Christopher J MathiasAndrew OwensValeria IodiceAlan J HakimPublished in: American journal of medical genetics. Part C, Seminars in medical genetics (2021)
Dysautonomia (autonomic dysfunction) occurs in the Ehlers-Danlos syndromes (EDS) and hypermobility spectrum disorders (HSD). Symptoms include palpitations, dizziness, presyncope, and syncope, especially when standing upright. Symptoms of orthostatic intolerance are usually relieved by sitting or lying and may be exacerbated by stimuli in daily life that cause vasodilatation, such as food ingestion, exertion, and heat. Neurocardiovascular dysautonomia may result in postural tachycardia syndrome (PoTS), a major cause of orthostatic intolerance. It is defined by a rise in heart rate of >30 beats per minute (bpm) in adults and >40 bpm in teenagers while upright, without a fall in blood pressure (BP; orthostatic hypotension). In some, it can be compounded by the presence of low BP. For many, there is delay in clinicians recognizing the nature of the symptoms, and recognizing EDS or HSD, leading to delays in treatment.
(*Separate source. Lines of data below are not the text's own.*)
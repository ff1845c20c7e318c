//! Test support utilities shared across unit and integration tests.

use std::collections::{BTreeSet, VecDeque};
use std::env;
use std::ffi::OsString;
use std::path::PathBuf;
use std::sync::atomic::{AtomicBool, Ordering};
use std::sync::{Arc, Mutex, PoisonError};

use camino::{Utf8Path, Utf8PathBuf};
use serde_json::{Value, json};
use tokio::sync::{Mutex as AsyncMutex, MutexGuard};

use crate::command::{CommandError, CommandOutput, CommandRunner};
use crate::mount::{MountError, MountExecutor};
use crate::rpc::{RpcError, RpcFuture, Transport};

fn locked<T>(mutex: &Mutex<T>) -> std::sync::MutexGuard<'_, T> {
    mutex.lock().unwrap_or_else(PoisonError::into_inner)
}

/// Records a single call made through [`ScriptedTransport`].
#[derive(Clone, Debug, PartialEq)]
pub struct TransportCall {
    /// Remote method name.
    pub method: String,
    /// Decoded `params` member of the request envelope.
    pub params: Value,
}

#[derive(Debug)]
struct ScriptedReply {
    method: String,
    reply: Result<Vec<u8>, RpcError>,
}

/// Scripted controller transport that replays responses in FIFO order.
///
/// Each reply names the method it expects; a call for a different method
/// fails with a transport error so mis-ordered scripts are caught early.
#[derive(Clone, Debug, Default)]
pub struct ScriptedTransport {
    replies: Arc<Mutex<VecDeque<ScriptedReply>>>,
    calls: Arc<Mutex<Vec<TransportCall>>>,
    yields: Arc<AtomicBool>,
}

impl ScriptedTransport {
    /// Creates a transport with no queued replies.
    #[must_use]
    pub fn new() -> Self {
        Self::default()
    }

    /// Makes every call yield to the runtime once before its reply is
    /// delivered, so concurrent callers interleave the way they would over
    /// a network.
    pub fn yield_before_replies(&self) {
        self.yields.store(true, Ordering::SeqCst);
    }

    /// Queues a successful response whose `result` member is `result`.
    pub fn push_result(&self, method: &str, result: Value) {
        let body = json!({"id": 1, "result": result}).to_string().into_bytes();
        self.push(method, Ok(body));
    }

    /// Queues an API error envelope.
    pub fn push_api_error(&self, method: &str, code: i64, name: &str, message: &str) {
        let body = json!({"id": 1, "error": {"code": code, "name": name, "message": message}})
            .to_string()
            .into_bytes();
        self.push(method, Ok(body));
    }

    /// Queues a raw response body.
    pub fn push_raw(&self, method: &str, body: impl Into<Vec<u8>>) {
        self.push(method, Ok(body.into()));
    }

    /// Queues a transport-level failure.
    pub fn push_transport_error(&self, method: &str, message: &str) {
        self.push(
            method,
            Err(RpcError::Transport {
                method: method.to_owned(),
                message: message.to_owned(),
            }),
        );
    }

    fn push(&self, method: &str, reply: Result<Vec<u8>, RpcError>) {
        locked(&self.replies).push_back(ScriptedReply {
            method: method.to_owned(),
            reply,
        });
    }

    /// Returns a snapshot of all calls recorded so far.
    #[must_use]
    pub fn calls(&self) -> Vec<TransportCall> {
        locked(&self.calls).clone()
    }

    /// Returns how many calls were made for `method`.
    #[must_use]
    pub fn count(&self, method: &str) -> usize {
        locked(&self.calls)
            .iter()
            .filter(|call| call.method == method)
            .count()
    }

    /// Returns the number of replies not yet consumed.
    #[must_use]
    pub fn pending(&self) -> usize {
        locked(&self.replies).len()
    }

    fn next(&self, method: &str, body: &[u8]) -> Result<Vec<u8>, RpcError> {
        let params = serde_json::from_slice::<Value>(body)
            .ok()
            .and_then(|envelope| envelope.get("params").cloned())
            .unwrap_or(Value::Null);
        locked(&self.calls).push(TransportCall {
            method: method.to_owned(),
            params,
        });

        let unexpected = |message: String| RpcError::Transport {
            method: method.to_owned(),
            message,
        };
        let scripted = locked(&self.replies)
            .pop_front()
            .ok_or_else(|| unexpected(String::from("no scripted response available")))?;
        if scripted.method != method {
            return Err(unexpected(format!(
                "scripted response was for {}",
                scripted.method
            )));
        }
        scripted.reply
    }
}

impl Transport for ScriptedTransport {
    fn post<'a>(&'a self, method: &'a str, body: Vec<u8>) -> RpcFuture<'a, Vec<u8>> {
        let reply = self.next(method, &body);
        let yields = self.yields.load(Ordering::SeqCst);
        Box::pin(async move {
            if yields {
                tokio::task::yield_now().await;
            }
            reply
        })
    }
}

/// Records a single invocation made through [`ScriptedRunner`].
#[derive(Clone, Debug, Eq, PartialEq)]
pub struct CommandInvocation {
    /// Program name as passed to the runner.
    pub program: String,
    /// Arguments passed to the program.
    pub args: Vec<OsString>,
}

impl CommandInvocation {
    /// Returns a shell-like command string for assertions.
    #[must_use]
    pub fn command_string(&self) -> String {
        let mut parts = Vec::with_capacity(self.args.len() + 1);
        parts.push(self.program.clone());
        parts.extend(
            self.args
                .iter()
                .map(|arg| arg.to_string_lossy().into_owned()),
        );
        parts.join(" ")
    }

    /// Returns `true` when any argument equals `needle`.
    #[must_use]
    pub fn has_arg(&self, needle: &str) -> bool {
        self.args.iter().any(|arg| arg == needle)
    }
}

/// Scripted command runner that returns pre-seeded outputs in FIFO order.
///
/// Used to drive deterministic command outcomes without spawning processes.
/// When a link is registered with [`ScriptedRunner::link_on_login`], a
/// successful `--login` invocation creates it, standing in for udev.
#[derive(Clone, Debug, Default)]
pub struct ScriptedRunner {
    responses: Arc<Mutex<VecDeque<Result<CommandOutput, CommandError>>>>,
    invocations: Arc<Mutex<Vec<CommandInvocation>>>,
    login_link: Arc<Mutex<Option<(PathBuf, PathBuf)>>>,
}

impl ScriptedRunner {
    /// Creates a new runner with no queued responses.
    #[must_use]
    pub fn new() -> Self {
        Self::default()
    }

    /// Returns a snapshot of all invocations recorded so far.
    #[must_use]
    pub fn invocations(&self) -> Vec<CommandInvocation> {
        locked(&self.invocations).clone()
    }

    /// Returns how many invocations carried the argument `needle`.
    #[must_use]
    pub fn count_with_arg(&self, needle: &str) -> usize {
        locked(&self.invocations)
            .iter()
            .filter(|call| call.has_arg(needle))
            .count()
    }

    /// Pushes a successful exit status.
    pub fn push_success(&self) {
        self.push_output(Some(0), "", "");
    }

    /// Pushes `count` successful exit statuses.
    pub fn push_successes(&self, count: usize) {
        for _ in 0..count {
            self.push_success();
        }
    }

    /// Pushes a specific exit code.
    pub fn push_exit_code(&self, code: i32) {
        self.push_output(Some(code), "", "");
    }

    /// Pushes a failing exit code with stderr text.
    pub fn push_failure(&self, code: i32) {
        self.push_output(Some(code), "", "simulated failure");
    }

    /// Pushes an explicit command output response.
    pub fn push_output(
        &self,
        code: Option<i32>,
        stdout: impl Into<String>,
        stderr: impl Into<String>,
    ) {
        locked(&self.responses).push_back(Ok(CommandOutput {
            code,
            stdout: stdout.into(),
            stderr: stderr.into(),
        }));
    }

    /// Pushes a failure to start the program.
    pub fn push_spawn_failure(&self) {
        locked(&self.responses).push_back(Err(CommandError::Spawn {
            program: String::from("scripted"),
            message: String::from("No such file or directory (os error 2)"),
        }));
    }

    /// Creates a symlink at `link` pointing to `target` when a `--login`
    /// invocation succeeds.
    pub fn link_on_login(&self, link: impl Into<PathBuf>, target: impl Into<PathBuf>) {
        *locked(&self.login_link) = Some((link.into(), target.into()));
    }
}

impl CommandRunner for ScriptedRunner {
    fn run(&self, program: &str, args: &[OsString]) -> Result<CommandOutput, CommandError> {
        let invocation = CommandInvocation {
            program: program.to_owned(),
            args: args.to_vec(),
        };
        let is_login = invocation.has_arg("--login");
        locked(&self.invocations).push(invocation);

        let response = locked(&self.responses).pop_front().unwrap_or_else(|| {
            Err(CommandError::Spawn {
                program: program.to_owned(),
                message: String::from("no scripted response available"),
            })
        });

        if is_login
            && matches!(&response, Ok(output) if output.is_success())
            && let Some((link, target)) = locked(&self.login_link).as_ref()
        {
            std::os::unix::fs::symlink(target, link).map_err(|err| CommandError::Spawn {
                program: program.to_owned(),
                message: format!("failed to create {}: {err}", link.display()),
            })?;
        }
        response
    }
}

/// Mount call recorded by [`RecordingMount`].
#[derive(Clone, Debug, Eq, PartialEq)]
pub enum MountCall {
    /// Filesystem probe of a device.
    Probe(Utf8PathBuf),
    /// Format of a device with a filesystem type.
    Format(Utf8PathBuf, String),
    /// Mount of a device at a mount point.
    Mount(Utf8PathBuf, Utf8PathBuf),
    /// Unmount of a mount point.
    Unmount(Utf8PathBuf),
}

#[derive(Debug, Default)]
struct MountState {
    calls: Vec<MountCall>,
    filesystem: Option<String>,
    fail_mount: bool,
    fail_unmount: bool,
}

/// In-memory [`MountExecutor`] that records calls and never touches the host.
#[derive(Clone, Debug, Default)]
pub struct RecordingMount {
    state: Arc<Mutex<MountState>>,
}

impl RecordingMount {
    /// Creates an executor whose devices report no filesystem.
    #[must_use]
    pub fn new() -> Self {
        Self::default()
    }

    /// Reports `fs_type` for every probed device.
    pub fn set_filesystem(&self, fs_type: &str) {
        locked(&self.state).filesystem = Some(fs_type.to_owned());
    }

    /// Makes subsequent mounts fail.
    pub fn fail_mount(&self) {
        locked(&self.state).fail_mount = true;
    }

    /// Makes subsequent unmounts fail.
    pub fn fail_unmount(&self) {
        locked(&self.state).fail_unmount = true;
    }

    /// Returns a snapshot of recorded calls.
    #[must_use]
    pub fn calls(&self) -> Vec<MountCall> {
        locked(&self.state).calls.clone()
    }
}

impl MountExecutor for RecordingMount {
    fn filesystem_type(&self, device: &Utf8Path) -> Result<Option<String>, MountError> {
        let mut state = locked(&self.state);
        state.calls.push(MountCall::Probe(device.to_owned()));
        Ok(state.filesystem.clone())
    }

    fn format(&self, device: &Utf8Path, fs_type: &str) -> Result<(), MountError> {
        let mut state = locked(&self.state);
        state
            .calls
            .push(MountCall::Format(device.to_owned(), fs_type.to_owned()));
        state.filesystem = Some(fs_type.to_owned());
        Ok(())
    }

    fn mount(&self, device: &Utf8Path, mount_point: &Utf8Path) -> Result<(), MountError> {
        let mut state = locked(&self.state);
        state
            .calls
            .push(MountCall::Mount(device.to_owned(), mount_point.to_owned()));
        if state.fail_mount {
            return Err(MountError::Command {
                operation: "mount",
                target: mount_point.to_owned(),
                message: String::from("simulated failure"),
            });
        }
        Ok(())
    }

    fn unmount(&self, mount_point: &Utf8Path) -> Result<(), MountError> {
        let mut state = locked(&self.state);
        state.calls.push(MountCall::Unmount(mount_point.to_owned()));
        if state.fail_unmount {
            return Err(MountError::Command {
                operation: "unmount",
                target: mount_point.to_owned(),
                message: String::from("target is busy"),
            });
        }
        Ok(())
    }
}

/// Global mutex used to serialise environment mutation in tests.
pub static ENV_LOCK: AsyncMutex<()> = AsyncMutex::const_new(());

/// Guard that holds the env mutex and restores variables on drop.
pub struct EnvGuard {
    previous: Vec<(String, Option<OsString>)>,
    _guard: MutexGuard<'static, ()>,
}

impl EnvGuard {
    /// Sets multiple environment variables while holding a global mutex.
    pub async fn set_vars(pairs: &[(&str, &str)]) -> Self {
        Self::apply(pairs.iter().map(|(key, value)| (*key, Some(*value)))).await
    }

    /// Removes the listed variables while holding the global mutex.
    pub async fn remove_vars(keys: &[&str]) -> Self {
        Self::apply(keys.iter().map(|key| (*key, None))).await
    }

    async fn apply<'a>(changes: impl Iterator<Item = (&'a str, Option<&'a str>)> + Clone) -> Self {
        debug_assert!(
            {
                let mut seen = BTreeSet::new();
                changes.clone().all(|(key, _)| seen.insert(key))
            },
            "duplicate environment variable keys passed to EnvGuard"
        );

        let guard = ENV_LOCK.lock().await;
        let mut previous = Vec::new();
        for (key, value) in changes {
            previous.push((key.to_owned(), env::var_os(key)));
            // SAFETY: Environment mutation is serialised by `ENV_LOCK`.
            unsafe {
                match value {
                    Some(val) => env::set_var(key, val),
                    None => env::remove_var(key),
                }
            }
        }

        Self {
            previous,
            _guard: guard,
        }
    }
}

impl Drop for EnvGuard {
    fn drop(&mut self) {
        for (key, old) in self.previous.iter().rev() {
            // SAFETY: Environment mutation is serialised by holding `_guard`.
            unsafe {
                match old {
                    Some(val) => env::set_var(key, val),
                    None => env::remove_var(key),
                }
            }
        }
    }
}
The onset of PoTS may be linked to an event such as infection, trauma, surgery, or stress. Gastrointestinal and urinary bladder involvement may occur, along with thermoregulatory dysfunction. In some, the mast cell activation syndrome may be contributary, especially if it causes vasodilatation. This paper reviews neurocardiovascular dysautonomia with an emphasis on PoTS, its characteristics, associations, pathophysiology, investigation, and treatment.